No sophistries or subtleties can make money or create a currency which is good for one and which is not equally good for the other. The interests of labor and capital are always identical. The one adheres to the Gold Standard and the consequent use of a large but limited volume of silver and paper currency, its full equivalent in effecting the changes of the people, while the other is for the maintenance of the single silver standard. The maintenance of the Gold Standard with silver circulating as currency at a parity with gold is the only bimetallism possible with so vast a difference existing between the value of the two metals in the markets.

Under the intensity and complexity of modern society— an unavoidable condition which is the outgrowth of ambition and civilization, and to which barbarism is a stranger -it is inevitable that economic operations must rest largely on confidence in our fellow-men and confidence in the future. So long as this confidence continues all will be well.
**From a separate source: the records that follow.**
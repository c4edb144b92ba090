mod files;
mod http;
mod report;

use std::path::PathBuf;
use std::process::ExitCode;
use std::time::Duration;

use clap::{Parser, Subcommand};
use intake::{FieldId, Notice, SubmitOutcome, UploadSession};
use serde_json::json;
use tracing::Level;

use crate::report::ReportArgs;

#[derive(Debug, thiserror::Error)]
enum CliError {
    #[error("http request failed: {0}")]
    Http(#[from] reqwest::Error),
    #[error("could not read {path}: {source}")]
    ReadFile {
        path: String,
        #[source]
        source: std::io::Error,
    },
    #[error(transparent)]
    Field(#[from] intake::FieldError),
    #[error("{}", .0.message)]
    Notice(Notice),
    #[error("{} (missing: {})", .notice.message, field_list(.missing))]
    MissingFields { notice: Notice, missing: Vec<FieldId> },
    #[error("report endpoint returned HTTP {0}")]
    CollaboratorStatus(u16),
    #[error("invalid JSON payload: {0}")]
    InvalidJson(#[from] serde_json::Error),
}

fn field_list(fields: &[FieldId]) -> String {
    fields
        .iter()
        .map(|field| field.dom_id())
        .collect::<Vec<_>>()
        .join(", ")
}

#[derive(Parser, Debug)]
#[command(name = "intake-cli", about = "Hostel intake client: image prediction and fault reports")]
struct Cli {
    #[arg(long, env = "INTAKE_BASE_URL", default_value = "http://127.0.0.1:8000")]
    base_url: String,

    #[arg(long, env = "INTAKE_TIMEOUT_SECS", help = "Request timeout; none by default")]
    timeout_secs: Option<u64>,

    #[arg(long, global = true, help = "Print machine-readable JSON")]
    json: bool,

    #[arg(short, long, global = true)]
    verbose: bool,

    #[command(subcommand)]
    command: Command,
}

#[derive(Debug, Clone)]
struct CliContext {
    base_url: String,
    json: bool,
    client: reqwest::Client,
}

#[derive(Subcommand, Debug)]
enum Command {
    /// Send an image to `POST /predict` and print the returned label.
    Predict { image: PathBuf },
    /// Validate a fault report and optionally deliver it.
    Report(ReportArgs),
}

#[tokio::main]
async fn main() -> ExitCode {
    let cli = Cli::parse();
    tracing_subscriber::fmt()
        .with_writer(std::io::stderr)
        .with_max_level(if cli.verbose { Level::DEBUG } else { Level::WARN })
        .init();

    match run(cli).await {
        Ok(()) => ExitCode::SUCCESS,
        Err(err) => {
            eprintln!("{err}");
            ExitCode::FAILURE
        }
    }
}

async fn run(cli: Cli) -> Result<(), CliError> {
    let ctx = CliContext {
        base_url: cli.base_url,
        json: cli.json,
        client: http_client(cli.timeout_secs)?,
    };

    match cli.command {
        Command::Predict { image } => run_predict(&ctx, &image).await,
        Command::Report(args) => run_report(&ctx, args).await,
    }
}

fn http_client(timeout_secs: Option<u64>) -> Result<reqwest::Client, CliError> {
    let mut builder = reqwest::Client::builder();
    if let Some(secs) = timeout_secs {
        builder = builder.timeout(Duration::from_secs(secs));
    }
    Ok(builder.build()?)
}

async fn run_predict(ctx: &CliContext, image: &std::path::Path) -> Result<(), CliError> {
    let mut session: UploadSession = UploadSession::new();
    session.select_file(files::read_attachment(image)?);

    let ticket = session.begin_submit().map_err(|rejected| {
        CliError::Notice(
            rejected
                .notice()
                .unwrap_or_else(|| Notice::warning("a prediction is already running")),
        )
    })?;
    let result = http::predict(&ctx.client, &ctx.base_url, ticket.file()).await;
    if let Err(err) = &result {
        tracing::warn!(error = %err, "prediction failed");
    }
    if let Some(notice) = session.finish_submit(&ticket, result) {
        return Err(CliError::Notice(notice));
    }

    let label = session.result_label().unwrap_or_default();
    if ctx.json {
        print_json(&json!({ "label": label }))?;
    } else {
        println!("{label}");
    }
    Ok(())
}

async fn run_report(ctx: &CliContext, args: ReportArgs) -> Result<(), CliError> {
    let mut form = report::fill_form(&args)?;
    let outcome = form.submit();
    let notice = outcome.notice();

    let report = match outcome {
        SubmitOutcome::Rejected { missing } => {
            return Err(CliError::MissingFields { notice, missing });
        }
        SubmitOutcome::Submitted(report) => report,
    };

    if let Some(url) = &args.submit_to {
        http::submit_report(&ctx.client, url, &report).await?;
        tracing::info!(%url, "report delivered");
    }

    if ctx.json {
        print_json(&json!({ "notice": notice, "report": report }))?;
    } else {
        println!("{}", notice.message);
    }
    Ok(())
}

fn print_json(value: &serde_json::Value) -> Result<(), CliError> {
    let rendered = serde_json::to_string_pretty(value)?;
    println!("{rendered}");
    Ok(())
}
When distrust takes its place all will be amiss.

PRESIDENT: Mr. Eckels' Commercial National Bank of Chicago has a capital stock of $1,000,000, undivided profits of $1,500,000, and a line of deposits aggregating $12,000,000.

SENATOR: Mr. Williams' Chemical National Bank of New York and many others far exceed in wealth the resources of the Commercial. The bankers understand the principles of economics as applied to the currency.

PRESIDENT: I remember the younger Pitt, the long

headed Prime Minister of England, said: "Let the Americans adopt their funding system and go into their banking institutions, and their independence will be a mere phantom."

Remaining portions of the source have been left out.